_Task to complete_: Your answer should consist of every line from the records that holds the string "just".

___ Supplied material ___

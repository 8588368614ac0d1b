//! End-to-end walk through the sync engine against in-memory stores.
//!
//! Run with:
//!
//! ```sh
//! cargo run -p core-sync --example sync_demo
//! ```

use async_trait::async_trait;
use chrono::{DateTime, Utc};
use core_journal::{MemoryVault, Record, RecordKind, Snapshot, SyncSettings};
use core_runtime::events::EventBus;
use core_runtime::logging::{init_logging, LoggingConfig};
use core_sync::{RemoteStore, Result as SyncResult, SyncDirection, SyncService};
use serde_json::json;
use std::sync::{Arc, Mutex};

/// Remote store backed by a growing in-memory list of backups.
#[derive(Default)]
struct MemoryRemote {
    backups: Mutex<Vec<(Snapshot, DateTime<Utc>)>>,
}

#[async_trait]
impl RemoteStore for MemoryRemote {
    async fn test_connection(&self) -> SyncResult<bool> {
        Ok(true)
    }

    async fn upload_snapshot(&self, snapshot: &Snapshot) -> SyncResult<()> {
        let mut backups = self.backups.lock().unwrap();
        backups.push((snapshot.clone(), Utc::now()));
        Ok(())
    }

    async fn download_latest_snapshot(&self) -> SyncResult<Option<(Snapshot, DateTime<Utc>)>> {
        let backups = self.backups.lock().unwrap();
        Ok(backups.last().cloned())
    }
}

#[tokio::main]
async fn main() -> anyhow::Result<()> {
    init_logging(&LoggingConfig::default())?;

    // Local vault with a couple of records and sync enabled.
    let vault = MemoryVault::with_settings(SyncSettings {
        endpoint: "memory://demo".to_string(),
        enabled: true,
        auto_sync: false,
        ..SyncSettings::default()
    });
    vault
        .seed_snapshot(
            Snapshot::default()
                .with_records(
                    RecordKind::Tasks,
                    vec![Record::new("task-1", Utc::now())
                        .with_field("title", json!("Water the plants"))],
                )
                .with_records(
                    RecordKind::Goals,
                    vec![Record::new("goal-1", Utc::now())
                        .with_field("title", json!("Read 12 books"))],
                ),
        )
        .await;

    let event_bus = EventBus::default();
    let mut events = event_bus.subscribe();
    let service = SyncService::new(
        Arc::new(vault),
        Arc::new(MemoryRemote::default()),
        event_bus,
    );

    println!("remote reachable: {}", service.test_connection().await?);

    // Manual upload pushes the first backup.
    let record = service.trigger_sync(SyncDirection::Upload, false).await?;
    println!("[{}] {}", record.status, record.message);

    // Nothing changed since, so the incremental pass stays offline.
    let record = service.perform_incremental_sync().await?;
    println!("[{}] {}", record.status, record.message);

    let status = service.get_status().await?;
    println!(
        "state: {:?}, last sync: {:?}, next: {:?}",
        status.state, status.last_sync, status.next_scheduled_sync
    );

    println!("\nhistory (most recent first):");
    for record in service.get_history().await {
        println!(
            "  {} {} [{}] {}",
            record.timestamp.format("%H:%M:%S"),
            record.trigger,
            record.status,
            record.message
        );
    }

    println!("\nevents observed:");
    while let Ok(event) = events.try_recv() {
        println!("  [{:?}] {}", event.severity(), event.description());
    }

    Ok(())
}
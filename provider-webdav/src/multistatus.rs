//! # Multistatus Listing Parser
//!
//! Reads the `207 Multi-Status` body a PROPFIND returns into flat
//! [`ResourceEntry`] values.
//!
//! ## Overview
//!
//! Servers disagree on namespace prefixes (`d:`, `D:`, `lp1:`, or none at
//! all), so elements are matched by local name only. The reader covers
//! exactly the properties the backup listing needs: `href`, `displayname`,
//! `getlastmodified`, and `resourcetype`. It is not a general XML parser.

use chrono::{DateTime, Utc};

use crate::error::{Result, WebDavError};

// =============================================================================
// Resource Entry
// =============================================================================

/// One resource row of a multistatus listing
#[derive(Debug, Clone, PartialEq)]
pub struct ResourceEntry {
    /// Percent-decoded server path of the resource
    pub href: String,

    /// `displayname` property, when the server reports one
    pub display_name: Option<String>,

    /// `getlastmodified` property in UTC
    pub last_modified: Option<DateTime<Utc>>,

    /// Whether the resource is a collection
    pub is_collection: bool,
}

impl ResourceEntry {
    /// Final path segment of the href
    pub fn file_name(&self) -> &str {
        let trimmed = self.href.trim_end_matches('/');
        match trimmed.rsplit_once('/') {
            Some((_, name)) => name,
            None => trimmed,
        }
    }

    /// Object name used for filtering: the displayname when present,
    /// otherwise the href's final segment
    pub fn name(&self) -> &str {
        match &self.display_name {
            Some(display) => display.as_str(),
            None => self.file_name(),
        }
    }
}

// =============================================================================
// Parser
// =============================================================================

/// Parse a multistatus document into resource entries
///
/// Responses without an `href` are skipped. Properties a server marks as
/// missing arrive as empty elements inside a 404 propstat; empty values are
/// treated as absent, which makes propstat status filtering unnecessary.
///
/// # Errors
///
/// Returns [`WebDavError::Listing`] when the document has no `multistatus`
/// root element.
pub fn parse_multistatus(document: &str) -> Result<Vec<ResourceEntry>> {
    let Some(root) = first_element_body(document, "multistatus") else {
        return Err(WebDavError::Listing(
            "missing multistatus root element".to_string(),
        ));
    };

    let mut entries = Vec::new();
    for response in element_bodies(root, "response") {
        let Some(raw_href) = first_element_body(response, "href") else {
            continue;
        };
        let href = percent_decode(&unescape(raw_href.trim()));

        let display_name = element_bodies(response, "displayname")
            .into_iter()
            .map(|raw| unescape(raw.trim()))
            .find(|name| !name.is_empty());

        let last_modified = element_bodies(response, "getlastmodified")
            .into_iter()
            .find_map(parse_last_modified);

        let is_collection = element_bodies(response, "resourcetype")
            .into_iter()
            .any(|body| first_element_body(body, "collection").is_some());

        entries.push(ResourceEntry {
            href,
            display_name,
            last_modified,
            is_collection,
        });
    }

    Ok(entries)
}

/// Parse an RFC 1123 `getlastmodified` value
fn parse_last_modified(raw: &str) -> Option<DateTime<Utc>> {
    DateTime::parse_from_rfc2822(raw.trim())
        .ok()
        .map(|parsed| parsed.with_timezone(&Utc))
}

fn percent_decode(raw: &str) -> String {
    match urlencoding::decode(raw) {
        Ok(decoded) => decoded.into_owned(),
        // Undecodable sequences belong to foreign objects; the raw form
        // still lets callers filter them out by name.
        Err(_) => raw.to_string(),
    }
}

/// Replace the five predefined XML entities
///
/// `&amp;` must go last so it cannot manufacture new entity sequences.
fn unescape(text: &str) -> String {
    text.replace("&lt;", "<")
        .replace("&gt;", ">")
        .replace("&quot;", "\"")
        .replace("&apos;", "'")
        .replace("&amp;", "&")
}

// =============================================================================
// Element scanning
// =============================================================================
//
// Multistatus never nests an element inside another of the same local name,
// so the first matching close tag always ends the element.

fn local_name_of(qualified: &str) -> &str {
    match qualified.rsplit_once(':') {
        Some((_, local)) => local,
        None => qualified,
    }
}

/// Inner bodies of every element with the given local name, in order
fn element_bodies<'a>(xml: &'a str, local_name: &str) -> Vec<&'a str> {
    let mut bodies = Vec::new();
    let mut pos = 0;
    while let Some((body, resume)) = next_element(xml, local_name, pos) {
        bodies.push(body);
        pos = resume;
    }
    bodies
}

fn first_element_body<'a>(xml: &'a str, local_name: &str) -> Option<&'a str> {
    next_element(xml, local_name, 0).map(|(body, _)| body)
}

/// Find the next matching element at or after `from`
///
/// Returns the element's inner body and the position just past its close
/// tag. Self-closing elements yield an empty body.
fn next_element<'a>(xml: &'a str, local_name: &str, from: usize) -> Option<(&'a str, usize)> {
    let mut pos = from;
    while pos < xml.len() {
        let offset = xml[pos..].find('<')?;
        let tag_start = pos + offset;
        let rest = &xml[tag_start + 1..];

        // Close tags, comments, and processing instructions are not opens.
        if rest.starts_with('/') || rest.starts_with('!') || rest.starts_with('?') {
            pos = tag_start + 1;
            continue;
        }

        let name_end = rest
            .find(|c: char| c.is_whitespace() || c == '>' || c == '/')
            .unwrap_or(rest.len());
        let close_angle = rest.find('>')?;
        if local_name_of(&rest[..name_end]) != local_name {
            pos = tag_start + 1;
            continue;
        }

        if rest[..close_angle].ends_with('/') {
            return Some(("", tag_start + 1 + close_angle + 1));
        }

        let body_start = tag_start + 1 + close_angle + 1;
        let (body_end, resume) = find_closing_tag(xml, local_name, body_start)?;
        return Some((&xml[body_start..body_end], resume));
    }
    None
}

/// Find the close tag for `local_name` at or after `from`
///
/// Returns the tag's start position and the position just past its `>`.
fn find_closing_tag(xml: &str, local_name: &str, from: usize) -> Option<(usize, usize)> {
    let mut pos = from;
    loop {
        let offset = xml[pos..].find("</")?;
        let tag_start = pos + offset;
        let rest = &xml[tag_start + 2..];
        let close_angle = rest.find('>')?;
        if local_name_of(rest[..close_angle].trim()) == local_name {
            return Some((tag_start, tag_start + 2 + close_angle + 1));
        }
        pos = tag_start + 2;
    }
}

___

_Exercise response_:
/// Returns the element's inner body and the position just past its close
/// Returns the tag's start position and the position just past its `>`.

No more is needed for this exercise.